1. ZONE-AWARE INVALIDATION
   Each availability zone has its own cache
   Invalidation sent to ALL zones
   
2. TTL AS SAFETY NET
   All entries have 24-hour TTL
   Events handle 99.9% of invalidations
   TTL catches the rest

3. VERSIONED CONTENT
   Content has version numbers
   Cache key includes version
   New version = automatic miss

7.3 Case Study: Amazon — Granular Invalidation

AMAZON PRODUCT CACHE INVALIDATION

Challenge:
  - Different parts of product change at different rates
  - Inventory: every purchase
  - Price: hourly/daily
  - Description: weekly/monthly
  
Solution: DECOMPOSED CACHING

Instead of one cache entry per product:
  product:123:details      TTL: 24 hours
  product:123:price        TTL: 5 min + events
  product:123:inventory    TTL: 30 sec + events
  product:123:reviews      TTL: 1 hour

Benefits:
  - Inventory change doesn't invalidate description
  - Price change doesn't invalidate reviews
  - Each piece has appropriate freshness

Implementation:
  async def get_product_page(product_id: str) -> dict:
      # Parallel fetch of decomposed cache
      details, price, inventory, reviews = await asyncio.gather(
          cache.get(f"product:{product_id}:details"),
          cache.get(f"product:{product_id}:price"),
          cache.get(f"product:{product_id}:inventory"),
          cache.get(f"product:{product_id}:reviews"),
      )
      
      # Load missing pieces from DB
      # ... 
      
      return {
          "details": details,
          "price": price,
          "inventory": inventory,
          "reviews": reviews
      }

7.4 Summary: Industry Patterns

Company Strategy Key Innovation
Facebook Lease-based Prevents stale fills
Netflix Event-driven + TTL Zone-aware
Amazon Decomposed caching Granular invalidation
Twitter Write-through Consistency for timeline
Uber Short TTL Real-time location

Chapter 8: Common Mistakes to Avoid

❌ WRONG: Only invalidate direct cache

async def update_product(product_id: str, data: dict):
    await db.update(product_id, data)
    await cache.delete(f"product:{product_id}")
    # FORGOT: category listing, search results, homepage!

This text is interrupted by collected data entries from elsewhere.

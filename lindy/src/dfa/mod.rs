//! # Deterministic Finite Automaton
//! A [Dfa] is the compiled form of a pattern: a non-empty list of states,
//! the first of which is initial, each carrying a dense 256-entry transition
//! table. Every DFA produced by [Nfa::to_dfa](crate::nfa::Nfa::to_dfa) is
//! *total* (every state has a transition for every byte), *connected* (no
//! unreachable states) and *minimal* (no two states accept the same residual
//! language). Minimality buys two things: language equivalence reduces to a
//! graph isomorphism check, and a state whose transitions all loop back onto
//! itself (a *terminating* state) is exactly a state whose residual
//! language is everything or nothing, so matching can stop early on it.
//!
//! ## Example
//! ```
//! use lindy::parser;
//!
//! let dfa = parser::pattern("(a|b)*abb").unwrap().to_dfa();
//! assert!(dfa.matches(b"ababb"));
//! assert!(!dfa.matches(b"abba"));
//!
//! // four live states plus the dead state for stray bytes
//! assert_eq!(dfa.states().len(), 5);
//!
//! // equivalence doesn't care how the pattern was spelled
//! let dfa2 = parser::pattern("(a|b)*abb&.*").unwrap().to_dfa();
//! assert!(dfa.equivalent_to(&dfa2));
//! ```
//!
//! The inverse directions are here too: [Dfa::to_nfa] re-expresses the DFA
//! as an NFA (used to clear lazy flags on an NFA by round-tripping), and
//! [Dfa::to_pattern] decompiles the DFA back into a pattern string via a
//! [Regex] tree.

use crate::nfa::Nfa;
use crate::regex::Regex;
use crate::symset::SymSet;
use crate::util::BitSet;
pub use eval::DfaEvaluator;

pub mod eval;
mod serial;

/// A total, minimal deterministic finite automaton over bytes. See the
/// [module-level documentation](crate::dfa).
#[derive(Clone, Debug, PartialEq, Eq)]
pub struct Dfa {
    pub(crate) states: Vec<DfaState>,
}

/// A state in a DFA: one transition per input byte, an `accepting` flag, and
/// a `terminating` flag set when all transitions loop back to the state
/// itself, meaning acceptance is already decided.
#[derive(Clone, Debug, PartialEq, Eq)]
pub struct DfaState {
    pub(crate) transitions: [usize; 256],
    pub(crate) accepting: bool,
    pub(crate) terminating: bool,
}

impl DfaState {
    /// The transition table, indexed by input byte, yielding state indices.
    pub fn transitions(&self) -> &[usize; 256] {
        &self.transitions
    }

    pub fn is_accepting(&self) -> bool {
        self.accepting
    }

    pub fn is_terminating(&self) -> bool {
        self.terminating
    }
}

impl Dfa {
    /// Builds a minimal DFA from raw powerset output: merge every class of
    /// indistinguishable states onto its lowest-numbered representative,
    /// then flag terminating states.
    pub(crate) fn minimized(transitions: Vec<[usize; 256]>, accepting: Vec<bool>) -> Dfa {
        let size = transitions.len();

        // symmetric distinguishability matrix. a pair of states is
        // distinguishable iff their accepting flags differ or some byte
        // sends them to a distinguishable pair; start from the former and
        // iterate the latter to a fixed point
        let mut dis = vec![BitSet::new(size); size];
        for id1 in 0..size {
            for id2 in id1 + 1..size {
                if accepting[id1] != accepting[id2] {
                    dis[id1].set(id2);
                    dis[id2].set(id1);
                }
            }
        }
        loop {
            let mut changed = false;
            for id1 in 0..size {
                for id2 in id1 + 1..size {
                    if dis[id1].contains(id2) {
                        continue;
                    }
                    for byte in 0..256 {
                        let (to1, to2) = (transitions[id1][byte], transitions[id2][byte]);
                        if to1 != to2 && dis[to1].contains(to2) {
                            dis[id1].set(id2);
                            dis[id2].set(id1);
                            changed = true;
                            break;
                        }
                    }
                }
            }
            if !changed {
                break;
            }
        }

        // indistinguishability is now an equivalence; the representative of
        // a state is the lowest id it cannot be told apart from. the initial
        // state is id 0, so it stays first
        let representative: Vec<usize> = (0..size)
            .map(|id| (0..=id).find(|&lower| !dis[id].contains(lower)).unwrap_or(id))
            .collect();
        let mut renumbered = vec![usize::MAX; size];
        let mut kept = Vec::new();
        for id in 0..size {
            if representative[id] == id {
                renumbered[id] = kept.len();
                kept.push(id);
            }
        }

        let mut states: Vec<DfaState> = kept
            .iter()
            .map(|&id| DfaState {
                transitions: std::array::from_fn(|byte| {
                    renumbered[representative[transitions[id][byte]]]
                }),
                accepting: accepting[id],
                terminating: false,
            })
            .collect();
        for (id, state) in states.iter_mut().enumerate() {
            state.terminating = state.transitions.iter().all(|&to| to == id);
        }

        Dfa { states }
    }

    /// Checks whether this automaton accepts `input`: a single walk over the
    /// input bytes, stopping early as soon as a terminating state decides
    /// the answer. Time linear in the input length, whatever the pattern.
    pub fn matches(&self, input: &[u8]) -> bool {
        let mut state = &self.states[0];
        for &byte in input {
            if state.terminating {
                break;
            }
            state = &self.states[state.transitions[byte as usize]];
        }
        state.accepting
    }

    /// Checks whether this DFA accepts the same language as `other`. Both
    /// DFAs being minimal, they are equivalent iff they are isomorphic, so
    /// this propagates a tentative state mapping from the initial states and
    /// then verifies it is a transition-preserving bijection. No automaton
    /// is constructed.
    pub fn equivalent_to(&self, other: &Dfa) -> bool {
        if self.states.len() != other.states.len() {
            return false;
        }

        let mut map = vec![usize::MAX; self.states.len()];
        map[0] = 0;
        let mut pending = vec![0];
        while let Some(id) = pending.pop() {
            for byte in 0..256 {
                let to = self.states[id].transitions[byte];
                if map[to] == usize::MAX {
                    map[to] = other.states[map[id]].transitions[byte];
                    pending.push(to);
                }
            }
        }

        // the mapping is nonsensical when the DFAs differ, but that's fine
        // as long as it is an isomorphism when they don't
        self.states.iter().enumerate().all(|(id, state)| {
            map[id] != usize::MAX
                && state.accepting == other.states[map[id]].accepting
                && (0..256)
                    .all(|byte| map[state.transitions[byte]] == other.states[map[id]].transitions[byte])
        })
    }

    /// The set of bytes taking state `from` to state `to`.
    fn edge_set(&self, from: usize, to: usize) -> SymSet {
        let mut set = SymSet::empty();
        for byte in 0..=255u8 {
            if self.states[from].transitions[byte as usize] == to {
                set.insert(byte);
            }
        }
        set
    }

    /// Re-expresses this DFA as an [Nfa] with both lazy flags cleared.
    ///
    /// A DFA state may carry labelled transitions to and from many distinct
    /// states, but an NFA node has room for at most one labelled in-edge and
    /// one labelled out-edge. Each DFA state therefore becomes a chain of
    /// nodes doubly linked by `epsilon0`/`epsilon1`, and every labelled edge
    /// is hooked onto the first chain link with a free slot, growing the
    /// chain when none is left. Acceptance is modelled by `epsilon1` edges
    /// from each accepting state's chain head into a shared final cascade.
    pub fn to_nfa(&self) -> Nfa {
        let size = self.states.len();
        let mut nfa = Nfa::epsilon();
        let heads: Vec<usize> = (0..size).map(|_| nfa.push_chain_head()).collect();
        let mut cursors = heads.clone();
        nfa.link_eps0(nfa.initial, heads[0]);

        for from in 0..size {
            let mut src = heads[from];
            for to in 0..size {
                let label = self.edge_set(from, to);
                if label.is_empty() {
                    continue;
                }

                // advance each chain cursor to a link with the needed slot
                // free, growing the chain when there is no next link. the
                // source cursor restarts per row since each DFA state's
                // out-edges are emitted in one burst; the target cursor is
                // persistent since in-edges arrive across many rows
                if nfa.nodes[src].target.is_some() {
                    src = nfa.chain_next(src);
                }
                let mut tgt = cursors[to];
                if nfa.nodes[tgt].source.is_some() {
                    tgt = nfa.chain_next(tgt);
                    cursors[to] = tgt;
                }

                nfa.nodes[src].target = Some(tgt);
                nfa.nodes[src].label = label;
                nfa.nodes[tgt].source = Some(src);
            }
        }

        // acceptance: epsilon1 edges from accepting chain heads into a
        // cascade of epsilon0 links ending at the final node
        let accept = nfa.push_chain_head();
        nfa.accept = accept;
        for (id, state) in self.states.iter().enumerate() {
            if state.accepting {
                nfa.link_eps1(heads[id], nfa.accept);
                nfa.pad_final();
            }
        }

        nfa
    }

    /// Converts this DFA into a raw [Regex] tree by state elimination: the
    /// DFA becomes a generalised NFA held as a matrix of optional regexes
    /// over the states plus one auxiliary state that ε-links to the initial
    /// state and from every accepting state. States are eliminated one at a
    /// time, rerouting every path through the eliminated state, until only
    /// the auxiliary self-loop remains. The tree is not simplified; see
    /// [Dfa::to_pattern] for the polished string.
    pub fn to_regex(&self) -> Regex {
        let size = self.states.len();
        let aux = size;
        let mut arrows: Vec<Vec<Option<Regex>>> = vec![vec![None; size + 1]; size + 1];

        arrows[aux][0] = Some(Regex::epsilon());
        for from in 0..size {
            if self.states[from].accepting {
                arrows[from][aux] = Some(Regex::epsilon());
            }
            for to in 0..size {
                let label = self.edge_set(from, to);
                if !label.is_empty() {
                    arrows[from][to] = Some(Regex::Set(label));
                }
            }
        }

        loop {
            // pick the state that minimises in-degree × out-degree, first
            // encountered winning ties; never the auxiliary state
            let mut best: Option<(usize, usize)> = None;
            for state in 0..size {
                let fan_in = (0..=size).filter(|&i| arrows[i][state].is_some()).count();
                let fan_out = (0..=size).filter(|&j| arrows[state][j].is_some()).count();
                if fan_in + fan_out == 0 {
                    continue;
                }
                let cost = fan_in * fan_out;
                if best.map_or(true, |(_, least)| cost < least) {
                    best = Some((state, cost));
                }
            }
            let Some((state, _)) = best else { break };

            for from in 0..=size {
                if from == state || arrows[from][state].is_none() {
                    continue;
                }
                for to in 0..=size {
                    if to == state || arrows[state][to].is_none() {
                        continue;
                    }

                    // inbound (self)* outbound, with (self)* as ε when the
                    // self-loop is absent
                    let looped = match &arrows[state][state] {
                        None => Regex::epsilon(),
                        Some(inner) => Regex::Star(Box::new(inner.clone())),
                    };
                    let path = Regex::Concat(vec![
                        arrows[from][state].clone().expect("inbound arrow checked"),
                        looped,
                        arrows[state][to].clone().expect("outbound arrow checked"),
                    ]);
                    arrows[from][to] = Some(match arrows[from][to].take() {
                        None => path,
                        Some(existing) => Regex::Alt(vec![existing, path]),
                    });
                }
            }

            for id in 0..=size {
                arrows[id][state] = None;
                arrows[state][id] = None;
            }
        }

        arrows[aux][aux].take().unwrap_or_else(Regex::empty)
    }

    /// Decompiles this DFA into a pattern: state elimination, simplification
    /// of the resulting tree, then formatting. Best effort: the output is
    /// reasonably small but not guaranteed minimal; it always parses back to
    /// an equivalent DFA.
    ///
    /// ```
    /// use lindy::parser;
    ///
    /// let dfa = parser::pattern("ab|ac").unwrap().to_dfa();
    /// let round_trip = parser::pattern(&dfa.to_pattern()).unwrap().to_dfa();
    /// assert!(dfa.equivalent_to(&round_trip));
    /// ```
    pub fn to_pattern(&self) -> String {
        let mut regex = self.to_regex();
        regex.simplify();
        regex.to_string()
    }

    /// Gets the states of this DFA. The first state is the initial one.
    pub fn states(&self) -> &[DfaState] {
        &self.states
    }

    /// Gets an evaluator positioned on the initial state, for stepping the
    /// automaton manually.
    pub fn evaluator(&self) -> DfaEvaluator<'_> {
        self.into()
    }
}
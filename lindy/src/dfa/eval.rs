use crate::dfa::{Dfa, DfaState};

/// Steps a [Dfa] one byte at a time, for callers that need to watch the
/// automaton move (line-oriented scanning, interactive exploration of the
/// transition graph, and the like). [Dfa::matches](crate::dfa::Dfa::matches)
/// is the short way when only the verdict matters.
#[derive(Debug, Clone)]
pub struct DfaEvaluator<'a> {
    dfa: &'a Dfa,
    current: usize,
}

impl<'a> DfaEvaluator<'a> {
    /// Consumes one byte and returns the state it led to.
    pub fn step(&mut self, byte: u8) -> &'a DfaState {
        self.current = self.dfa.states[self.current].transitions[byte as usize];
        &self.dfa.states[self.current]
    }

    /// Consumes a run of bytes.
    pub fn step_multiple(&mut self, bytes: &[u8]) {
        for &byte in bytes {
            self.step(byte);
        }
    }

    /// Puts the evaluator back on the initial state.
    pub fn reset(&mut self) {
        self.current = 0;
    }

    pub fn current_state(&self) -> &'a DfaState {
        &self.dfa.states[self.current]
    }

    pub fn current_state_idx(&self) -> usize {
        self.current
    }

    pub fn is_accepting(&self) -> bool {
        self.current_state().accepting
    }
}

impl<'a> From<&'a Dfa> for DfaEvaluator<'a> {
    fn from(dfa: &'a Dfa) -> Self {
        DfaEvaluator { dfa, current: 0 }
    }
}
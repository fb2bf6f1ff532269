use clap::{Parser, Subcommand};
use std::io;
use std::path::PathBuf;
use std::process::ExitCode;
use thiserror::Error;

mod complement;
mod equivalent;
mod grep;
mod synth;

#[derive(Parser)]
#[command(name = "lindy", version, about = "Pattern tools built on the lindy engine")]
struct Cli {
    #[command(subcommand)]
    command: Command,
}

#[derive(Subcommand)]
enum Command {
    /// Read one pattern per line from stdin and print a pattern for the
    /// complement language of each
    Complement,
    /// Read tab-separated pattern pairs from stdin and report whether the
    /// two patterns accept the same language
    Equivalent,
    /// Print every line of a file containing a match of the pattern
    Grep { pattern: String, file: PathBuf },
    /// Walk the pattern's automaton, emitting forced bytes and reading one
    /// byte from stdin at each fork; succeeds if the result is a match
    Synth { pattern: String },
}

#[derive(Debug, Error)]
enum CliError {
    #[error(transparent)]
    Io(#[from] io::Error),
    #[error("parse error: {0}")]
    Parse(String),
}

fn main() -> ExitCode {
    let result = match Cli::parse().command {
        Command::Complement => complement::run().map(|()| ExitCode::SUCCESS),
        Command::Equivalent => equivalent::run().map(|()| ExitCode::SUCCESS),
        Command::Grep { pattern, file } => grep::run(&pattern, &file).map(|()| ExitCode::SUCCESS),
        Command::Synth { pattern } => synth::run(&pattern).map(|accepted| {
            if accepted {
                ExitCode::SUCCESS
            } else {
                ExitCode::FAILURE
            }
        }),
    };
    result.unwrap_or_else(|error| {
        eprintln!("{error}");
        ExitCode::FAILURE
    })
}
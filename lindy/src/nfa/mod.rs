//! # Nondeterministic Finite Automaton
//! The NFA is the intermediate form between a pattern and a
//! [Dfa](crate::dfa::Dfa): the parser assembles one bottom-up out of
//! Thompson-style fragments, and [Nfa::to_dfa] compiles it down to a
//! minimal automaton.
//!
//! The node shape is deliberately restricted: every node carries at most one
//! labelled out-edge (labelled with a whole [SymSet], so `.` and `\w` stay a
//! single edge) and at most two ε-out-edges. The same caps hold for in-edges,
//! which are stored explicitly as the duals `source`, `delta0`, `delta1` of
//! `target`, `epsilon0`, `epsilon1`. Keeping both directions linked means the
//! language can be reversed without touching the graph at all, by reading the
//! dual fields instead.
//!
//! Two flags on the handle, `complemented` and `reversed`, record language
//! complementation and reversal lazily; [Nfa::to_dfa] interprets them, so
//! toggling either is free and intersection can be rewritten into an
//! alternation by De Morgan's law. Structural edits that would misread a
//! flagged graph first canonicalise it, compiling the NFA and lifting the
//! result back with [Dfa::to_nfa](crate::dfa::Dfa::to_nfa).
//!
//! ## Example
//! ```
//! use lindy::parser;
//!
//! let mut nfa = parser::pattern("ab*").unwrap();
//! nfa.complement();
//! let dfa = nfa.to_dfa();
//! assert!(dfa.matches(b"ac"));
//! assert!(!dfa.matches(b"abb"));
//! ```

use crate::symset::SymSet;
pub use eval::LazyEvaluator;

mod compile;
pub mod eval;

/// A nondeterministic finite automaton over bytes, with lazy complement and
/// reversal flags. See the [module-level documentation](crate::nfa).
#[derive(Clone, Debug)]
pub struct Nfa {
    pub(crate) nodes: Vec<NfaNode>,
    pub(crate) initial: usize,
    pub(crate) accept: usize,
    pub(crate) complemented: bool,
    pub(crate) reversed: bool,
}

/// A single NFA node. Links are indices into the owning arena; each forward
/// link has a dual backward link kept in sync at all times:
/// `target`/`source`, `epsilon0`/`delta0`, `epsilon1`/`delta1`.
///
/// By convention `epsilon0` carries concatenation chaining and `epsilon1`
/// everything else (loops, optional bridges, alternation), which keeps
/// concatenation a constant-size splice.
#[derive(Clone, Debug, Default)]
pub(crate) struct NfaNode {
    pub(crate) label: SymSet,
    pub(crate) target: Option<usize>,
    pub(crate) source: Option<usize>,
    pub(crate) epsilon0: Option<usize>,
    pub(crate) delta0: Option<usize>,
    pub(crate) epsilon1: Option<usize>,
    pub(crate) delta1: Option<usize>,
}

impl NfaNode {
    fn remapped(&self, map: impl Fn(usize) -> usize) -> NfaNode {
        NfaNode {
            label: self.label,
            target: self.target.map(&map),
            source: self.source.map(&map),
            epsilon0: self.epsilon0.map(&map),
            delta0: self.delta0.map(&map),
            epsilon1: self.epsilon1.map(&map),
            delta1: self.delta1.map(&map),
        }
    }
}

impl Nfa {
    /// The fragment accepting exactly the empty string: a single node that is
    /// both initial and final.
    pub(crate) fn epsilon() -> Self {
        Nfa {
            nodes: vec![NfaNode::default()],
            initial: 0,
            accept: 0,
            complemented: false,
            reversed: false,
        }
    }

    /// The fragment accepting exactly the one-byte strings drawn from `label`.
    pub(crate) fn symbols(label: SymSet) -> Self {
        let mut nfa = Self::epsilon();
        let accept = nfa.push();
        nfa.link_label(nfa.initial, accept);
        nfa.nodes[nfa.initial].label = label;
        nfa.accept = accept;
        nfa
    }

    /// Builds an NFA accepting exactly `string`. Unlike parsing, this cannot
    /// fail, whatever bytes the string contains.
    ///
    /// ```
    /// let dfa = lindy::nfa::Nfa::literal(b"a+b").to_dfa();
    /// assert!(dfa.matches(b"a+b"));
    /// assert!(!dfa.matches(b"aab"));
    /// ```
    pub fn literal(string: &[u8]) -> Self {
        let mut nfa = Self::epsilon();
        for &byte in string {
            let next = nfa.push();
            nfa.link_label(nfa.accept, next);
            nfa.nodes[nfa.accept].label = SymSet::singleton(byte);
            nfa.accept = next;
        }
        nfa
    }

    fn push(&mut self) -> usize {
        self.nodes.push(NfaNode::default());
        self.nodes.len() - 1
    }

    fn link_label(&mut self, from: usize, to: usize) {
        self.nodes[from].target = Some(to);
        self.nodes[to].source = Some(from);
    }

    pub(crate) fn link_eps0(&mut self, from: usize, to: usize) {
        self.nodes[from].epsilon0 = Some(to);
        self.nodes[to].delta0 = Some(from);
    }

    pub(crate) fn link_eps1(&mut self, from: usize, to: usize) {
        self.nodes[from].epsilon1 = Some(to);
        self.nodes[to].delta1 = Some(from);
    }

    /// Appends a bare unlinked node; the DFA lifter uses these as the heads
    /// of its helper chains.
    pub(crate) fn push_chain_head(&mut self) -> usize {
        self.push()
    }

    /// The next link of a helper chain, growing the chain by one
    /// doubly-linked node (`epsilon0` forward, `epsilon1` back) when there
    /// is none yet.
    pub(crate) fn chain_next(&mut self, link: usize) -> usize {
        if let Some(next) = self.nodes[link].epsilon0 {
            return next;
        }
        let fresh = self.push();
        self.link_eps0(link, fresh);
        self.link_eps1(fresh, link);
        fresh
    }

    /// Prepends a fresh initial node, ε-linked to the old one.
    pub(crate) fn pad_initial(&mut self) {
        let fresh = self.push();
        self.link_eps0(fresh, self.initial);
        self.initial = fresh;
    }

    /// Appends a fresh final node, ε-linked from the old one.
    pub(crate) fn pad_final(&mut self) {
        let fresh = self.push();
        self.link_eps0(self.accept, fresh);
        self.accept = fresh;
    }

    /// Splices `other`'s arena into this one, returning the remapped indices
    /// of its initial and final nodes. Flags of `other` are discarded; the
    /// caller must have canonicalised it.
    fn absorb(&mut self, other: Nfa) -> (usize, usize) {
        let offset = self.nodes.len();
        for node in &other.nodes {
            self.nodes.push(node.remapped(|id| id + offset));
        }
        (other.initial + offset, other.accept + offset)
    }

    /// Concatenates `other` onto this fragment by merging `other`'s initial
    /// node into this fragment's final node. This is a "visual" operation on
    /// the graph: it ignores the `complemented` and `reversed` flags, so the
    /// parser canonicalises every factor first.
    pub(crate) fn concat(&mut self, other: Nfa) {
        // either side being an ε fragment makes this trivial
        if other.initial == other.accept {
            return;
        }
        if self.initial == self.accept {
            *self = other;
            return;
        }

        let offset = self.nodes.len();
        let o_init = other.initial;
        let accept = self.accept;
        let map = move |id: usize| {
            if id == o_init {
                accept
            } else if id < o_init {
                offset + id
            } else {
                offset + id - 1
            }
        };

        for (id, node) in other.nodes.iter().enumerate() {
            if id != o_init {
                self.nodes.push(node.remapped(map));
            }
        }

        // the merged node keeps the final node's in-edges and takes over the
        // out-edges of other's initial node, whose duals the remap has
        // already redirected here
        let merged = other.nodes[o_init].remapped(map);
        let dst = &mut self.nodes[accept];
        dst.label = merged.label;
        dst.target = merged.target;
        dst.epsilon0 = merged.epsilon0;
        dst.epsilon1 = merged.epsilon1;

        self.accept = map(other.accept);
    }

    /// Bridges `other` in as an alternative branch: a padded shared initial
    /// node forks into both fragments, and both finals feed a padded shared
    /// final node. Both sides must be canonical.
    pub(crate) fn alternate(&mut self, mut other: Nfa) {
        self.pad_initial();
        other.pad_final();
        let (o_init, o_accept) = self.absorb(other);
        self.link_eps1(self.initial, o_init);
        self.link_eps1(self.accept, o_accept);
        self.accept = o_accept;
    }

    fn star_wiring(&mut self) {
        self.link_eps1(self.accept, self.initial);
        self.pad_initial();
        self.pad_final();
        self.link_eps1(self.initial, self.accept);
    }

    fn opt_wiring(&mut self) {
        if self.nodes[self.initial].epsilon1.is_some() {
            self.pad_initial();
        }
        if self.nodes[self.accept].delta1.is_some() {
            self.pad_final();
        }
        self.link_eps1(self.initial, self.accept);
    }

    /// Kleene star: zero or more repetitions.
    pub(crate) fn star(&mut self) {
        self.canonicalize();
        self.star_wiring();
    }

    /// Kleene plus: one or more repetitions.
    pub(crate) fn plus(&mut self) {
        self.canonicalize();
        self.link_eps1(self.accept, self.initial);
        self.pad_initial();
        self.pad_final();
    }

    /// Optional: zero or one occurrence.
    pub(crate) fn opt(&mut self) {
        self.canonicalize();
        self.opt_wiring();
    }

    /// Bounded repetition `{min,max}`; `max == None` means unbounded. The
    /// fragment is unrolled by cloning: `min` mandatory copies followed by
    /// optional ones, or a star-looped last copy when unbounded.
    pub(crate) fn repeat(&mut self, min: u32, max: Option<u32>) {
        self.canonicalize();
        let copies: u64 = match max {
            Some(max) => max as u64,
            None => min as u64 + 1,
        };
        let mut unrolled = Nfa::epsilon();
        for i in 0..copies {
            let mut clone = self.clone();
            if i >= min as u64 {
                if max.is_none() {
                    clone.star_wiring();
                } else {
                    clone.opt_wiring();
                }
            }
            unrolled.concat(clone);
        }
        *self = unrolled;
    }

    /// Replaces the language of this NFA by its complement. The flag is read
    /// during compilation; nothing happens until then.
    pub fn complement(&mut self) {
        self.complemented = !self.complemented;
    }

    /// Replaces the language of this NFA by its reversal. The flag is read
    /// during compilation, which then walks the dual edges instead; nothing
    /// happens until then.
    pub fn reverse(&mut self) {
        self.reversed = !self.reversed;
    }

    /// Enables partial matching: the language becomes "any string containing
    /// a match", as if the pattern were wrapped in `<>*…<>*`.
    pub fn partial(&mut self) {
        self.canonicalize();
        self.pad_initial();
        self.pad_final();
        for id in [self.initial, self.accept] {
            self.nodes[id].target = Some(id);
            self.nodes[id].source = Some(id);
            self.nodes[id].label = SymSet::full();
        }
    }

    /// Enables case-insensitive matching: every labelled edge also accepts
    /// the swapped-case counterpart of each of its bytes.
    pub fn ignore_case(&mut self) {
        self.canonicalize();
        for node in &mut self.nodes {
            if node.target.is_none() {
                continue;
            }
            let mut label = node.label;
            for byte in node.label.iter() {
                label.insert(byte.to_ascii_lowercase());
                label.insert(byte.to_ascii_uppercase());
            }
            node.label = label;
        }
    }

    /// Clears the `complemented` flag by compiling the NFA and lifting the
    /// DFA back up, so that the graph can be manipulated structurally again.
    ///
    /// # Panics
    /// Panics if the `reversed` flag is set: no structural operation needs a
    /// reversed graph, so hitting one is a logic error in the caller.
    pub(crate) fn canonicalize(&mut self) {
        if self.reversed {
            panic!("cannot canonicalize a reversed NFA");
        }
        if !self.complemented {
            return;
        }
        let canonical = self.to_dfa().to_nfa();
        *self = canonical;
    }

    /// The number of nodes in the graph.
    pub fn size(&self) -> usize {
        self.nodes.len()
    }

    /// Gets a lazy evaluator which determinises only the part of the
    /// automaton that its inputs actually visit. See [LazyEvaluator].
    pub fn lazy_evaluator(&self) -> LazyEvaluator<'_> {
        LazyEvaluator::new(self)
    }
}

✅ CORRECT: Invalidate all related caches

async def update_product(product_id: str, data: dict):
    # Get current product for related info
    old_product = await db.get(product_id)
    
    # Update database
    await db.update(product_id, data)
    
    # Invalidate ALL related caches
    await invalidation.invalidate_keys([
        f"product:{product_id}",
        f"product_page:{product_id}",
        f"category:{old_product['category_id']}",
        f"brand:{old_product['brand_id']}",
        # If price changed, also deals page
        *(["deals:page"] if data.get('price') else []),
    ])

8.2 Mistake 2: Invalidating Before Commit

❌ WRONG: Invalidate inside transaction

async def update_product(product_id: str, data: dict):
    async with db.transaction() as tx:
        await tx.update(product_id, data)
        await cache.delete(f"product:{product_id}")  # BAD!
        # If transaction rolls back, cache is already invalidated
        # Another request might cache OLD value


✅ CORRECT: Invalidate after commit

async def update_product(product_id: str, data: dict):
    async with db.transaction() as tx:
        await tx.update(product_id, data)
    
    # Transaction committed - NOW invalidate
    await cache.delete(f"product:{product_id}")

8.3 Mistake 3: Using Pattern Delete at Scale

❌ WRONG: Pattern delete in hot path

async def update_category(category_id: str, data: dict):
    await db.update(category_id, data)
    
    # This scans ALL keys in Redis!
    await redis.delete_pattern(f"product:*:category:{category_id}")
    # At scale: millions of keys scanned, Redis blocked


✅ CORRECT: Track keys explicitly

# Maintain a set of keys per category
async def cache_product(product_id: str, category_id: str, data: dict):
    await cache.set(f"product:{product_id}", data)
    # Track this product in category's key set
    await redis.sadd(f"category_products:{category_id}", f"product:{product_id}")

async def invalidate_category(category_id: str):
    # Get tracked keys
    product_keys = await redis.smembers(f"category_products:{category_id}")
    # Delete specific keys (fast!)
    if product_keys:
        await redis.delete(*product_keys)
    await redis.delete(f"category_products:{category_id}")

8.4 Mistake 4: No TTL Safety Net

❌ WRONG: Event-driven only, no TTL

async def cache_product(product_id: str, data: dict):
    # No TTL! Relies entirely on events
    await redis.set(f"product:{product_id}", json.dumps(data))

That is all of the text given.